Meu nome é Frans van der Lugt. Na Síria, as pessoas me chamam de Abuna Francis.
Padre Frans. Sou um jesuíta holandês. Moro na Síria há 50 anos.
Até que me mataram.
Eu morava na casa dos jesuítas, no coração de Homs. A guerra destruiu e dilacerou o nosso bairro.
Os soldados bloquearam as vias de acesso. Muitos de nós morreram literalmente de fome.
Até o meu último suspiro, tive esperança que o ódio, a luta e a dor parassem.
No entanto, no meio dessa miséria, também via algo de muito bonito: um presente. Nós que havíamos permanecido ali, tínhamos nos tornado irmãos e irmãs.

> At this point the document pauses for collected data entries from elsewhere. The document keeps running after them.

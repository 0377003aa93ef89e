//! Error types for the content API client.
//!
//! # Design
//! `ApiError` is the single error returned by client operations. Decode
//! failures keep the already-received `HttpResponse` inside the error so the
//! caller can still inspect the raw status. Cache and reference-URI failures
//! have their own enums because they surface independently: a `CacheError`
//! is usually non-fatal (see `CacheStatus::Skipped`), and `ReferenceError` is
//! returned directly by `parse_reference_uri`.

use std::num::ParseIntError;
use std::path::PathBuf;

use thiserror::Error;

use crate::http::HttpResponse;

/// Boxed error produced by a `Transport` implementation.
pub type TransportError = Box<dyn std::error::Error + Send + Sync>;

/// Errors returned by `ContentClient` operations.
#[derive(Debug, Error)]
pub enum ApiError {
    /// The transport failed before a response was received.
    #[error("transport error: {0}")]
    Transport(#[source] TransportError),

    /// The server answered with an empty body.
    #[error("{status_text}")]
    EmptyBody {
        status_text: String,
        response: Box<HttpResponse>,
    },

    /// The body was not a valid `{ "data": [...] }` envelope.
    #[error("deserialization failed: {reason}")]
    Decode {
        reason: String,
        response: Box<HttpResponse>,
    },

    /// The outbound record could not be turned into form values.
    #[error("serialization failed: {0}")]
    SerializationError(String),

    /// A file-valued field pointed at a path that could not be read.
    #[error("failed to read file {}: {source}", path.display())]
    FileAccess {
        path: PathBuf,
        #[source]
        source: std::io::Error,
    },

    #[error(transparent)]
    Cache(#[from] CacheError),

    #[error(transparent)]
    Reference(#[from] ReferenceError),
}

impl ApiError {
    /// The raw response carried by decode failures, if any.
    pub fn response(&self) -> Option<&HttpResponse> {
        match self {
            ApiError::EmptyBody { response, .. } | ApiError::Decode { response, .. } => {
                Some(&**response)
            }
            _ => None,
        }
    }
}

/// Reasons a response could not be stored in the `ResponseCache`.
#[derive(Debug, Error, PartialEq, Eq)]
pub enum CacheError {
    #[error("missing 'Cache-Control' header")]
    MissingDirective,

    #[error("malformed 'Cache-Control' header: {0}")]
    MalformedDirective(String),

    #[error("malformed 'max-age' value {value:?}: {source}")]
    InvalidMaxAge {
        value: String,
        #[source]
        source: ParseIntError,
    },
}

/// Reasons a reference URI could not be resolved to a `Target`.
#[derive(Debug, Error, PartialEq, Eq)]
pub enum ReferenceError {
    #[error("improperly formatted reference URI: {0}")]
    Malformed(String),

    #[error("reference URI missing 'type' value: {0}")]
    MissingType(String),

    #[error("reference URI missing 'id' value: {0}")]
    MissingId(String),

    #[error(transparent)]
    InvalidId(#[from] ParseIntError),
}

Lembro-me de uma celebração do Domingo de Ramos. Bombas caíam ao nosso redor, nossa igreja havia sido atingida. Mas nos reunimos para orar. Pedi ao imã que lesse um texto do Alcorão. Ele fez isso com grande entusiasmo. Depois, as pessoas receberam a comunhão, eu as distribuí. Quando a esposa do Imã se aproximou, meus poucos preceitos dogmáticos desapareceram.

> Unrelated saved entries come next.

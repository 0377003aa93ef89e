//! Conversion of arbitrary `Serialize` records into a `ValueSet`.
//!
//! The record goes through its own serde contract (field names, renames,
//! skips) into a JSON object. Each top-level field is then classified as a
//! `FieldShape`: sequences become repeated values, everything else a single
//! scalar rendered as text.

use serde::Serialize;
use serde_json::{Map, Value};

use crate::error::ApiError;
use crate::values::{Arity, ValueSet};

/// Shape of one top-level field of a serialized record.
#[derive(Debug, Clone, PartialEq, Eq)]
pub enum FieldShape {
    Scalar(String),
    Repeated(Vec<String>),
}

impl From<&Value> for FieldShape {
    fn from(value: &Value) -> Self {
        match value {
            Value::Array(items) => FieldShape::Repeated(items.iter().map(scalar_text).collect()),
            other => FieldShape::Scalar(scalar_text(other)),
        }
    }
}

/// Text form of a JSON value as sent in a form field. Strings are verbatim,
/// `null` is empty, nested containers are compact JSON.
fn scalar_text(value: &Value) -> String {
    match value {
        Value::Null => String::new(),
        Value::String(s) => s.clone(),
        Value::Bool(b) => b.to_string(),
        Value::Number(n) => n.to_string(),
        Value::Array(_) | Value::Object(_) => value.to_string(),
    }
}

fn record_fields<T: Serialize + ?Sized>(record: &T) -> Result<Map<String, Value>, ApiError> {
    match serde_json::to_value(record) {
        Ok(Value::Object(fields)) => Ok(fields),
        Ok(other) => Err(ApiError::SerializationError(format!(
            "expected a record with named fields, got {}",
            json_kind(&other)
        ))),
        Err(e) => Err(ApiError::SerializationError(e.to_string())),
    }
}

fn json_kind(value: &Value) -> &'static str {
    match value {
        Value::Null => "null",
        Value::Bool(_) => "a boolean",
        Value::Number(_) => "a number",
        Value::String(_) => "a string",
        Value::Array(_) => "an array",
        Value::Object(_) => "an object",
    }
}

fn fill(values: &mut ValueSet, fields: &Map<String, Value>, declare_sequences: bool) {
    for (key, value) in fields {
        match FieldShape::from(value) {
            FieldShape::Scalar(s) => values.add(key, s),
            FieldShape::Repeated(items) => {
                if declare_sequences {
                    values.declare(key, Arity::Repeated);
                }
                for item in items {
                    values.add(key, item);
                }
            }
        }
    }
}

/// Convert a record into form values.
///
/// Sequence fields use the migrating layout: a one-element sequence is sent
/// bare, longer ones as `key.0 … key.(n-1)`.
pub fn to_values<T: Serialize + ?Sized>(record: &T) -> Result<ValueSet, ApiError> {
    let fields = record_fields(record)?;
    let mut values = ValueSet::new();
    fill(&mut values, &fields, false);
    Ok(values)
}

/// Like `to_values`, but every sequence field is declared `Arity::Repeated`
/// so that even one-element sequences are sent as `key.0`.
pub fn to_values_indexed<T: Serialize + ?Sized>(record: &T) -> Result<ValueSet, ApiError> {
    let fields = record_fields(record)?;
    let mut values = ValueSet::new();
    fill(&mut values, &fields, true);
    Ok(values)
}

#[cfg(test)]
mod tests {
    use super::*;
    use std::collections::BTreeMap;

    #[derive(Serialize)]
    struct Example {
        name: String,
        id: i64,
        tags: Vec<String>,
    }

    fn example() -> Example {
        Example {
            name: "Test case name".to_string(),
            id: 1,
            tags: vec!["first".into(), "second".into(), "third".into()],
        }
    }

    #[test]
    fn scalars_and_sequences_are_encoded() {
        let data = to_values(&example()).unwrap();

        assert_eq!(data.get("name"), "Test case name");
        assert_eq!(data.get("id"), "1");
        assert_eq!(data.get("tags"), vec!["first", "second", "third"]);
        assert_eq!(data.get("tags.0"), "first");
        assert_eq!(data.get("tags.1"), "second");
        assert_eq!(data.get("tags.2"), "third");
    }

    #[test]
    fn single_element_sequence_is_bare_by_default() {
        let mut ex = example();
        ex.tags = vec!["solo".into()];

        let data = to_values(&ex).unwrap();
        assert_eq!(data.get("tags"), "solo");

        let indexed = to_values_indexed(&ex).unwrap();
        assert_eq!(indexed.get("tags"), vec!["solo"]);
        assert_eq!(indexed.get("tags.0"), "solo");
    }

    #[test]
    fn empty_sequence_adds_nothing() {
        let mut ex = example();
        ex.tags.clear();
        let data = to_values(&ex).unwrap();
        assert_eq!(data.count("tags"), 0);
    }

    #[test]
    fn scalar_rendering() {
        let record = serde_json::json!({
            "flag": true,
            "ratio": 1.5,
            "nothing": null,
            "nested": {"a": 1},
            "matrix": [[1, 2], "x"],
        });
        let data = to_values(&record).unwrap();

        assert_eq!(data.get("flag"), "true");
        assert_eq!(data.get("ratio"), "1.5");
        assert_eq!(data.get("nothing"), "");
        assert_eq!(data.get("nested"), r#"{"a":1}"#);
        assert_eq!(data.get("matrix.0"), "[1,2]");
        assert_eq!(data.get("matrix.1"), "x");
    }

    #[test]
    fn serde_renames_are_honoured() {
        #[derive(Serialize)]
        struct Renamed {
            #[serde(rename = "display_name")]
            name: &'static str,
            #[serde(skip_serializing_if = "Option::is_none")]
            hidden: Option<u8>,
        }
        let data = to_values(&Renamed {
            name: "x",
            hidden: None,
        })
        .unwrap();
        assert_eq!(data.get("display_name"), "x");
        assert_eq!(data.count("hidden"), 0);
    }

    #[test]
    fn non_record_is_a_serialization_error() {
        let err = to_values(&vec![1, 2, 3]).unwrap_err();
        assert!(matches!(err, ApiError::SerializationError(_)));
    }

    #[test]
    fn unserializable_map_key_is_a_serialization_error() {
        let mut map = BTreeMap::new();
        map.insert(vec![1u8], "v");
        let err = to_values(&map).unwrap_err();
        assert!(matches!(err, ApiError::SerializationError(_)));
    }
}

Apesar da fome e da violência, nunca pensei em abandonar nosso bairro sob ataque.
Nem mesmo quando muitas pessoas foram evacuadas. Não passa de um quilômetro quadrado; mas aqui muçulmanos e cristãos de diferentes origens viviam juntos pacificamente. A Síria se identificava com esse modo de viver.
Não se devia renunciar a isso. Imagine, nós teríamos celebrado a Páscoa aqui! A celebração da passagem da morte para a vida!
Da morte para a vida. Eu gostaria de ter dito às pessoas que a vida nasce de um abismo escuro e que aqueles que vivem na escuridão verão uma luz brilhar ... Há esperança também para Homs.
E agora isso ... A morte. Como se tudo tivesse parado.
E mesmo assim, vamos em frente.
Talvez você se pergunte porque digo isso, em meio a tanta miséria. Não percebo que a morte está dançando no meu corpo?
Eu te digo. Tem a ver com um homem cuja vida terminou violentamente. Ele sentia que muito sofrimento e morte o aguardavam. E ele teve medo. Estava angustiado. Apesar de tudo, ele continuou seu caminho. Visitou pessoas, libertou-as. Continuou a amar, amar e amar.
Toda a minha vida eu quis ser como aquele Jesus de Nazaré. Tudo começou quando eu tinha dezoito anos. Naquela época eu saia com uma garota que eu amava muito. Mas eu não podia continuar assim. Simplesmente porque outro desejo maior ardia em mim.
Eu queria existir não só para ela, mas para todos. Eu queria ter as mãos livres e os braços vazios ... para poder preenchê-los com pessoas que teria encontrado.
Todos os homens: cristãos, muçulmanos, não-crentes ...
Como Jesus, que foi capaz de viver com as mãos vazias. Por essa razão tornei-me sacerdote.
Então, quando digo que a história continua, é porque acredito no amor de Deus. Aliás, é o amor que segue sua história. Ninguém deveria se desesperar.
No final a história continua sem mim. Essa ideia é nova para mim e parece-me estranha.
É por isso que eu gostaria de te perguntar uma coisa. Por favor, não fique bravo com aquele que me matou. Você só geraria mais dor e mais ódio.
Mas fique triste pela distância que existia entre o homem com a arma e eu. Estou triste porque não tive tempo de escutar a dor que tinha em seu coração. Aquela dor deve ter sido enorme. Tão enorme que ele foi capaz de matar uma pessoa.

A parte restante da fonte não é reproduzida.